### DATA FOR PROCESSING

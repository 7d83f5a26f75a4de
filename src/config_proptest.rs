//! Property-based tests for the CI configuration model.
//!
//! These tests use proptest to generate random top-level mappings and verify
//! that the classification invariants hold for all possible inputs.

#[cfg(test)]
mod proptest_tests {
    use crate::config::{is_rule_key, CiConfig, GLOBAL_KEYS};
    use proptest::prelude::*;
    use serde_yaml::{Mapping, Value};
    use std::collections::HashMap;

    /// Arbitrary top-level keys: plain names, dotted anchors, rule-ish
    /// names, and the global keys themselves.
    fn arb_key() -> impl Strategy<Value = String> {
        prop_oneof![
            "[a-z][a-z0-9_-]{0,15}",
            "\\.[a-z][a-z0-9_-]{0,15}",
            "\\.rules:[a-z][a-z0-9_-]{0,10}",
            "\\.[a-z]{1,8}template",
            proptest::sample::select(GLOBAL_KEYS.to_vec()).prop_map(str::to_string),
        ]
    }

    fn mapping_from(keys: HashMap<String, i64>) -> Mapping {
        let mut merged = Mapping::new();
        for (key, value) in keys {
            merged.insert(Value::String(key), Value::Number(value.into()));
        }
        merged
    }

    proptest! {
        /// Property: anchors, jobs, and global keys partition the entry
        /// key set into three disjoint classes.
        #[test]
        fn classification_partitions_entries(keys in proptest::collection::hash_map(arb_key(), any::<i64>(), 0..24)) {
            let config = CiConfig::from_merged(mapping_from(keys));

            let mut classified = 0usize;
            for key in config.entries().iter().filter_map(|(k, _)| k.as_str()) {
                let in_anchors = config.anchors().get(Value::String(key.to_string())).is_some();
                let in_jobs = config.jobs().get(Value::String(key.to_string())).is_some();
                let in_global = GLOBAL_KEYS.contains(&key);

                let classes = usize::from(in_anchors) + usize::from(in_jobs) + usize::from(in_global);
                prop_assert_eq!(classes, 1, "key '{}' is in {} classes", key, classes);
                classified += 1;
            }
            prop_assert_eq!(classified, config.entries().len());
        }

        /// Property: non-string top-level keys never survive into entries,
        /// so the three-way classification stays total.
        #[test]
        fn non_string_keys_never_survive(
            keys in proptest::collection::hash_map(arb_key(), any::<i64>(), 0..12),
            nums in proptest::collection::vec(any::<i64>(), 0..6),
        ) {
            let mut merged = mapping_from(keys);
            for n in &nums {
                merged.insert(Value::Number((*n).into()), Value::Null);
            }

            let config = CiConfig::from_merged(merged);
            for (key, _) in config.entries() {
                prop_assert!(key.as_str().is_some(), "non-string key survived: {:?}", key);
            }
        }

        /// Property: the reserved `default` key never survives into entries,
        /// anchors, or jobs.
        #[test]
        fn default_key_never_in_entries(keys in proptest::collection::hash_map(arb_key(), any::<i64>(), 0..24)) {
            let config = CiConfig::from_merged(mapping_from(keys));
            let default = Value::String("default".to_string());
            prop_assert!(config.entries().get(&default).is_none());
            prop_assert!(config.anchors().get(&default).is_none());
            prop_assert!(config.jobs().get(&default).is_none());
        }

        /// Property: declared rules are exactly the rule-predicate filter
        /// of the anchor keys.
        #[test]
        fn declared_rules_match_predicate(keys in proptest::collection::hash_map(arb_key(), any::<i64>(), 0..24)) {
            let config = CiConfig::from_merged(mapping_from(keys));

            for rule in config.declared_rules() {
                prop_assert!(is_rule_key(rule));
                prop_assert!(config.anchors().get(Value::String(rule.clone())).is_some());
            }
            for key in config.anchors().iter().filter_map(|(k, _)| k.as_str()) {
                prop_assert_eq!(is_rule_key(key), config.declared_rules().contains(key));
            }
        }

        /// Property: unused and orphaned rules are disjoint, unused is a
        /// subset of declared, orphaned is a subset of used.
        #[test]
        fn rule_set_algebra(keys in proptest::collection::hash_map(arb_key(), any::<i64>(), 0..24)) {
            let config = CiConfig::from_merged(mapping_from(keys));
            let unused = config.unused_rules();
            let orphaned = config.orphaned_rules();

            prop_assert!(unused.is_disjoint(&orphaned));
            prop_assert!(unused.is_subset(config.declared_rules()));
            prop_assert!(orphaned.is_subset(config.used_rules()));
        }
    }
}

######
### DATA FOR PROCESSING

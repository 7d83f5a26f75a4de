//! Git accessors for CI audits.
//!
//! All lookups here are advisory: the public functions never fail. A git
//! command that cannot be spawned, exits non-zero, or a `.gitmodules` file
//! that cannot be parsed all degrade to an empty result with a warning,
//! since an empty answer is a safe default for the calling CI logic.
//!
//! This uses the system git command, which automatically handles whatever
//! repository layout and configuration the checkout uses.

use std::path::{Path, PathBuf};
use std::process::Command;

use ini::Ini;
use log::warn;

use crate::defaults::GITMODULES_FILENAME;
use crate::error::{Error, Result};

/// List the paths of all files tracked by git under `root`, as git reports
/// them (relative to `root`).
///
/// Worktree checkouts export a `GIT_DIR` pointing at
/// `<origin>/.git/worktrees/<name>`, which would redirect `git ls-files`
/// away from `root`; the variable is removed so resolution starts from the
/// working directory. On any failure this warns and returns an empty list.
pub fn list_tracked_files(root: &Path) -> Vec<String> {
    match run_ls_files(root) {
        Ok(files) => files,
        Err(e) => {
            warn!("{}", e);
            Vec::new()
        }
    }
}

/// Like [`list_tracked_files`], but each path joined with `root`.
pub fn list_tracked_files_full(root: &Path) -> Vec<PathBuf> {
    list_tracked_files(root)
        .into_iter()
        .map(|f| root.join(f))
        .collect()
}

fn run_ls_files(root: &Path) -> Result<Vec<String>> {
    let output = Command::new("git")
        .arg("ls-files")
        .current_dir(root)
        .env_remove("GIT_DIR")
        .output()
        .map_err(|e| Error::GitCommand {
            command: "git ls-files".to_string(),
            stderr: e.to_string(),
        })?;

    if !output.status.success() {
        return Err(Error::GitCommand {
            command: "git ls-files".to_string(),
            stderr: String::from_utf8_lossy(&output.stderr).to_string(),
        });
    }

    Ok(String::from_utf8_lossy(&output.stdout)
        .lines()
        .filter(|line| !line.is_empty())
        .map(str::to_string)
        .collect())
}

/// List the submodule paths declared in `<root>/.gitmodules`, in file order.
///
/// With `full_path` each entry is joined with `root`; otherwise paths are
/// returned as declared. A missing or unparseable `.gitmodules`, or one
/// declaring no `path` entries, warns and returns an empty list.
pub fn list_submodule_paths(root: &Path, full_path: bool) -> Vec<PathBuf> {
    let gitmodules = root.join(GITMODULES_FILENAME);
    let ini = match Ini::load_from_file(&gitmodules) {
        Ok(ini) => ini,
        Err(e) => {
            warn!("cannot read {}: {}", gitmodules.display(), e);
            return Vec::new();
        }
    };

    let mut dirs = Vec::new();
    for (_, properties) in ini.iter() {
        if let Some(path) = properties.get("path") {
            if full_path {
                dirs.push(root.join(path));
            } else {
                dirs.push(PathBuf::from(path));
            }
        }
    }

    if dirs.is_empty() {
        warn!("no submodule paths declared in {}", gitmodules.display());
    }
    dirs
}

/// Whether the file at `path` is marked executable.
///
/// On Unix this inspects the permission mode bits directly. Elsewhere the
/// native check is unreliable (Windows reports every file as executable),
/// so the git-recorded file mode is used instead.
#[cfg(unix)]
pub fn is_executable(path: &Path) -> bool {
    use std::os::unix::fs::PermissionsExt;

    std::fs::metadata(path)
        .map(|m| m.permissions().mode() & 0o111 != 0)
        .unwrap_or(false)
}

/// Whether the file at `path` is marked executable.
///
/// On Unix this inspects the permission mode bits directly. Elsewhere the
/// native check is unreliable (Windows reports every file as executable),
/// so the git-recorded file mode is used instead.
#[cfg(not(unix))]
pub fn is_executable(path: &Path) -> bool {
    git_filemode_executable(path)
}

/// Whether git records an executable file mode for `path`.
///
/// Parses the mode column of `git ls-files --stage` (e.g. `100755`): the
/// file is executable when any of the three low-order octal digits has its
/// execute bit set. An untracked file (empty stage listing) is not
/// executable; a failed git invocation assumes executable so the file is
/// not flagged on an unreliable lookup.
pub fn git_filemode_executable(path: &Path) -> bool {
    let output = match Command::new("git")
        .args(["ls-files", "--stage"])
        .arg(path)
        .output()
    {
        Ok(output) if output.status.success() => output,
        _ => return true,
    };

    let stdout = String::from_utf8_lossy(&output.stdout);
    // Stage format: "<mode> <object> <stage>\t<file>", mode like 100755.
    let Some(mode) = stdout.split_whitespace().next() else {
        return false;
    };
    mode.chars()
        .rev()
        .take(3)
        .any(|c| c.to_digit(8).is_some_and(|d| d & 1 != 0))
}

######

BRIEF:
Looking through the records, copy out every line in which the word "bool" is found.

RESULT OF THIS EXERCISE:
pub fn list_submodule_paths(root: &Path, full_path: bool) -> Vec<PathBuf> {
pub fn is_executable(path: &Path) -> bool {
pub fn is_executable(path: &Path) -> bool {
pub fn git_filemode_executable(path: &Path) -> bool {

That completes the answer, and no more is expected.